As a result of the accident, I could barely walk. I had 30 staples in my right leg, and I tore my PCL off the bone (a ligament in the knee). All in all, those were minor injuries considering the severity of the accident.

After the accident, I swore that I would never ride another bicycle again.

When I was younger, I made a similar promise to myself. I was 14, and I was swimming in the ocean, and the undertow pulled me too far out. Even though I was a strong swimmer, the entire time I struggled to make it back to the beach, I thought that I was going to drown and die. After that, I swore that I would never swim again.

At first, I just avoided swimming. I didn’t go into the pool and I didn’t go into the ocean. But as each summer passed and a new one began, I no longer casually avoided the water, I grew to fear it.

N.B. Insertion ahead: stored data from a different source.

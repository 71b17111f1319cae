//! Type image format
//!
//! A type image is the compiled, binary form of one type: its header, fields
//! and methods, with method bodies as encoded instruction streams. Names,
//! descriptors and literals live in the image's [`ConstantPool`].

use crate::constants::ConstantPool;
use crate::descriptor::DescriptorError;
use crate::encoder::{BytecodeReader, BytecodeWriter, DecodeError};
use crate::insn::Label;
use sha2::{Digest, Sha256};
use thiserror::Error;

/// Magic number for type images: "GRFT"
pub const MAGIC: [u8; 4] = *b"GRFT";

/// Current image version
pub const VERSION: u32 = 1;

/// Magic + version + crc32 + sha256
const HEADER_SIZE: usize = 4 + 4 + 4 + 32;

/// Marks an absent pool index (no super type, catch-all handler)
pub const NO_INDEX: u32 = 0xFFFF_FFFF;

/// Access flags for types and members
pub mod access {
    /// Visible everywhere
    pub const PUBLIC: u16 = 0x0001;
    /// Visible to the declaring type only
    pub const PRIVATE: u16 = 0x0002;
    /// Visible to subtypes
    pub const PROTECTED: u16 = 0x0004;
    /// Belongs to the type rather than an instance
    pub const STATIC: u16 = 0x0008;
    /// Cannot be overridden or reassigned
    pub const FINAL: u16 = 0x0010;
    /// Type is an interface
    pub const INTERFACE: u16 = 0x0200;
    /// Method has no body
    pub const ABSTRACT: u16 = 0x0400;
    /// Generated, not present in source
    pub const SYNTHETIC: u16 = 0x1000;
}

/// Image encoding/decoding/assembly errors
#[derive(Debug, Error)]
pub enum ImageError {
    /// Decode error
    #[error("Decode error: {0}")]
    Decode(#[from] DecodeError),

    /// Invalid magic number
    #[error("Invalid magic number: expected GRFT, got {0:?}")]
    InvalidMagic([u8; 4]),

    /// Unsupported version
    #[error("Unsupported version: {0} (current: {VERSION})")]
    UnsupportedVersion(u32),

    /// CRC32 mismatch
    #[error("Checksum mismatch: expected {expected:#x}, got {actual:#x}")]
    ChecksumMismatch {
        /// Stored checksum
        expected: u32,
        /// Computed checksum
        actual: u32,
    },

    /// SHA-256 mismatch
    #[error("Content digest mismatch")]
    DigestMismatch,

    /// Dangling constant pool reference
    #[error("Invalid {what} index {index}")]
    InvalidPoolIndex {
        /// What kind of entry was expected
        what: &'static str,
        /// The offending index
        index: u32,
    },

    /// Branch, handler or frame offset not on an instruction boundary
    #[error("Invalid code offset {offset} in method {method}")]
    InvalidCodeOffset {
        /// Method name and descriptor
        method: String,
        /// The offending offset
        offset: u32,
    },

    /// Label used but never placed in the instruction stream
    #[error("Label {label} is never bound in method {method}")]
    UnboundLabel {
        /// Method name and descriptor
        method: String,
        /// The unbound label
        label: Label,
    },

    /// Two frames declared at the same code offset
    #[error("Two frames at offset {offset} in method {method}")]
    DuplicateFrame {
        /// Method name and descriptor
        method: String,
        /// Offset of both frames
        offset: u32,
    },

    /// Malformed descriptor
    #[error(transparent)]
    Descriptor(#[from] DescriptorError),

    /// Writer finished without a header
    #[error("Type has no header")]
    MissingHeader,
}

/// Verification type with names as pool indices
#[derive(Debug, Clone, PartialEq, Eq)]
pub enum VTypeDef {
    /// Unusable slot
    Top,
    /// Int category
    Int,
    /// Null reference
    Null,
    /// Uninitialized `this`
    UninitializedThis,
    /// Instance of the type at the string index
    Object(u32),
}

/// Frame kinds as stored in the frame table
#[derive(Debug, Clone, PartialEq, Eq)]
pub enum FrameKind {
    /// Same locals, empty stack
    Same,
    /// Same locals, one stack item
    Same1(VTypeDef),
    /// Explicit locals and stack
    Full {
        /// Local types
        locals: Vec<VTypeDef>,
        /// Stack types
        stack: Vec<VTypeDef>,
    },
}

/// Frame table entry
#[derive(Debug, Clone, PartialEq, Eq)]
pub struct FrameDef {
    /// Code offset the frame applies to
    pub offset: u32,
    /// The declared frame
    pub kind: FrameKind,
}

/// Exception table entry
#[derive(Debug, Clone, Copy, PartialEq, Eq)]
pub struct HandlerDef {
    /// Start offset (inclusive)
    pub start: u32,
    /// End offset (exclusive)
    pub end: u32,
    /// Handler entry offset
    pub handler: u32,
    /// Caught type string index, [`NO_INDEX`] for any
    pub catch_type: u32,
}

/// Field definition
#[derive(Debug, Clone, Copy, PartialEq, Eq)]
pub struct FieldDef {
    /// Access flags
    pub access: u16,
    /// Name string index
    pub name: u32,
    /// Descriptor string index
    pub descriptor: u32,
}

/// Method definition
#[derive(Debug, Clone, Default, PartialEq, Eq)]
pub struct MethodDef {
    /// Access flags
    pub access: u16,
    /// Name string index
    pub name: u32,
    /// Descriptor string index
    pub descriptor: u32,
    /// Maximum operand stack depth
    pub max_stack: u16,
    /// Number of local variable slots
    pub max_locals: u16,
    /// Encoded instructions
    pub code: Vec<u8>,
    /// Exception table
    pub handlers: Vec<HandlerDef>,
    /// Frame table, sorted by offset
    pub frames: Vec<FrameDef>,
}

/// A compiled type
#[derive(Debug, Clone)]
pub struct TypeImage {
    /// Access flags
    pub access: u16,
    /// Type name string index
    pub name: u32,
    /// Super type string index, [`NO_INDEX`] for root types
    pub super_name: u32,
    /// Constant pool
    pub constants: ConstantPool,
    /// Field definitions
    pub fields: Vec<FieldDef>,
    /// Method definitions
    pub methods: Vec<MethodDef>,
    /// SHA-256 of the payload, filled in by [`TypeImage::decode`]
    pub checksum: [u8; 32],
}

impl TypeImage {
    /// Internal name of the type
    pub fn name(&self) -> Result<&str, ImageError> {
        self.string(self.name, "type name")
    }

    /// Internal name of the super type, if any
    pub fn super_name(&self) -> Result<Option<&str>, ImageError> {
        if self.super_name == NO_INDEX {
            return Ok(None);
        }
        self.string(self.super_name, "super name").map(Some)
    }

    pub(crate) fn string(&self, index: u32, what: &'static str) -> Result<&str, ImageError> {
        self.constants
            .get_string(index)
            .ok_or(ImageError::InvalidPoolIndex { what, index })
    }

    /// Encode the image
    ///
    /// Format:
    /// - Header: magic (4 bytes) + version (u32) + crc32 (u32) + sha256 (32 bytes)
    /// - Constant pool
    /// - access (u16), name (u32), super name (u32)
    /// - Field table
    /// - Method table
    pub fn encode(&self) -> Vec<u8> {
        let mut writer = BytecodeWriter::new();

        writer.emit_bytes(&MAGIC);
        writer.emit_u32(VERSION);
        let crc32_offset = writer.offset();
        writer.emit_u32(0);
        let sha256_offset = writer.offset();
        writer.emit_bytes(&[0u8; 32]);

        self.constants.encode(&mut writer);
        writer.emit_u16(self.access);
        writer.emit_u32(self.name);
        writer.emit_u32(self.super_name);

        writer.emit_u32(self.fields.len() as u32);
        for field in &self.fields {
            writer.emit_u16(field.access);
            writer.emit_u32(field.name);
            writer.emit_u32(field.descriptor);
        }

        writer.emit_u32(self.methods.len() as u32);
        for method in &self.methods {
            method.encode(&mut writer);
        }

        let payload = &writer.buffer[HEADER_SIZE..];
        let crc32 = crc32fast::hash(payload);
        let digest: [u8; 32] = Sha256::digest(payload).into();

        writer.patch_u32(crc32_offset, crc32);
        writer.buffer[sha256_offset..sha256_offset + 32].copy_from_slice(&digest);

        writer.into_bytes()
    }

    /// Decode an image, checking magic, version and checksums
    pub fn decode(data: &[u8]) -> Result<Self, ImageError> {
        let mut reader = BytecodeReader::new(data);

        let magic: [u8; 4] = reader.read_array()?;
        if magic != MAGIC {
            return Err(ImageError::InvalidMagic(magic));
        }

        let version = reader.read_u32()?;
        if version != VERSION {
            return Err(ImageError::UnsupportedVersion(version));
        }

        let stored_crc32 = reader.read_u32()?;
        let checksum: [u8; 32] = reader.read_array()?;

        let payload = &data[HEADER_SIZE..];
        let calculated_crc32 = crc32fast::hash(payload);
        if stored_crc32 != calculated_crc32 {
            return Err(ImageError::ChecksumMismatch {
                expected: stored_crc32,
                actual: calculated_crc32,
            });
        }
        if Sha256::digest(payload).as_slice() != checksum {
            return Err(ImageError::DigestMismatch);
        }

        let constants = ConstantPool::decode(&mut reader)?;
        let access = reader.read_u16()?;
        let name = reader.read_u32()?;
        let super_name = reader.read_u32()?;

        let field_count = reader.read_u32()? as usize;
        let mut fields = Vec::with_capacity(field_count.min(reader.remaining()));
        for _ in 0..field_count {
            fields.push(FieldDef {
                access: reader.read_u16()?,
                name: reader.read_u32()?,
                descriptor: reader.read_u32()?,
            });
        }

        let method_count = reader.read_u32()? as usize;
        let mut methods = Vec::with_capacity(method_count.min(reader.remaining()));
        for _ in 0..method_count {
            methods.push(MethodDef::decode(&mut reader)?);
        }

        let image = Self {
            access,
            name,
            super_name,
            constants,
            fields,
            methods,
            checksum,
        };
        image.name()?;
        image.super_name()?;
        Ok(image)
    }
}

impl MethodDef {
    fn encode(&self, writer: &mut BytecodeWriter) {
        writer.emit_u16(self.access);
        writer.emit_u32(self.name);
        writer.emit_u32(self.descriptor);
        writer.emit_u16(self.max_stack);
        writer.emit_u16(self.max_locals);

        writer.emit_u32(self.code.len() as u32);
        writer.emit_bytes(&self.code);

        writer.emit_u32(self.handlers.len() as u32);
        for handler in &self.handlers {
            writer.emit_u32(handler.start);
            writer.emit_u32(handler.end);
            writer.emit_u32(handler.handler);
            writer.emit_u32(handler.catch_type);
        }

        writer.emit_u32(self.frames.len() as u32);
        for frame in &self.frames {
            writer.emit_u32(frame.offset);
            match &frame.kind {
                FrameKind::Same => writer.emit_u8(0),
                FrameKind::Same1(ty) => {
                    writer.emit_u8(1);
                    encode_vtype(writer, ty);
                }
                FrameKind::Full { locals, stack } => {
                    writer.emit_u8(2);
                    writer.emit_u16(locals.len() as u16);
                    for ty in locals {
                        encode_vtype(writer, ty);
                    }
                    writer.emit_u16(stack.len() as u16);
                    for ty in stack {
                        encode_vtype(writer, ty);
                    }
                }
            }
        }
    }

    fn decode(reader: &mut BytecodeReader<'_>) -> Result<Self, DecodeError> {
        let access = reader.read_u16()?;
        let name = reader.read_u32()?;
        let descriptor = reader.read_u32()?;
        let max_stack = reader.read_u16()?;
        let max_locals = reader.read_u16()?;

        let code_len = reader.read_u32()? as usize;
        let code = reader.read_bytes(code_len)?;

        let handler_count = reader.read_u32()? as usize;
        let mut handlers = Vec::with_capacity(handler_count.min(reader.remaining()));
        for _ in 0..handler_count {
            handlers.push(HandlerDef {
                start: reader.read_u32()?,
                end: reader.read_u32()?,
                handler: reader.read_u32()?,
                catch_type: reader.read_u32()?,
            });
        }

        let frame_count = reader.read_u32()? as usize;
        let mut frames = Vec::with_capacity(frame_count.min(reader.remaining()));
        for _ in 0..frame_count {
            let offset = reader.read_u32()?;
            let tag_offset = reader.position();
            let kind = match reader.read_u8()? {
                0 => FrameKind::Same,
                1 => FrameKind::Same1(decode_vtype(reader)?),
                2 => {
                    let local_count = reader.read_u16()? as usize;
                    let mut locals = Vec::with_capacity(local_count);
                    for _ in 0..local_count {
                        locals.push(decode_vtype(reader)?);
                    }
                    let stack_count = reader.read_u16()? as usize;
                    let mut stack = Vec::with_capacity(stack_count);
                    for _ in 0..stack_count {
                        stack.push(decode_vtype(reader)?);
                    }
                    FrameKind::Full { locals, stack }
                }
                tag => {
                    return Err(DecodeError::InvalidTag {
                        what: "frame",
                        tag,
                        offset: tag_offset,
                    })
                }
            };
            frames.push(FrameDef { offset, kind });
        }

        Ok(Self {
            access,
            name,
            descriptor,
            max_stack,
            max_locals,
            code,
            handlers,
            frames,
        })
    }
}

fn encode_vtype(writer: &mut BytecodeWriter, ty: &VTypeDef) {
    match ty {
        VTypeDef::Top => writer.emit_u8(0),
        VTypeDef::Int => writer.emit_u8(1),
        VTypeDef::Null => writer.emit_u8(2),
        VTypeDef::UninitializedThis => writer.emit_u8(3),
        VTypeDef::Object(index) => {
            writer.emit_u8(4);
            writer.emit_u32(*index);
        }
    }
}

fn decode_vtype(reader: &mut BytecodeReader<'_>) -> Result<VTypeDef, DecodeError> {
    let offset = reader.position();
    let ty = match reader.read_u8()? {
        0 => VTypeDef::Top,
        1 => VTypeDef::Int,
        2 => VTypeDef::Null,
        3 => VTypeDef::UninitializedThis,
        4 => VTypeDef::Object(reader.read_u32()?),
        tag => {
            return Err(DecodeError::InvalidTag {
                what: "verification type",
                tag,
                offset,
            })
        }
    };
    Ok(ty)
}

And what started out as “I don’t want to swim” transformed itself into a fear of boats, jet skis, and anything else that had to do with the water. To the point that to this day, I am terrified of all water activities.

Which is why six months after my bike accident, I realized that I couldn’t avoid riding a bicycle. Because that avoidance would transform itself into another crippling fear. Maybe it wouldn’t be just bikes. I might become afraid to drive a car for fear that I’m going to hit a bicyclist. And then I might become afraid to cross the street, walk on roads, look at roads. Because that is the real problem with fear, one fear begets another, until you eventually wind up in an entirely different place then you originally anticipated.

So the picture above is the bike that I just bought. And today, I’m going on my first ride since the accident. And as much as I’m afraid to do it, I’m going to keep doing it until I conquer that fear because in this life, the only thing that stands in our way is ourselves.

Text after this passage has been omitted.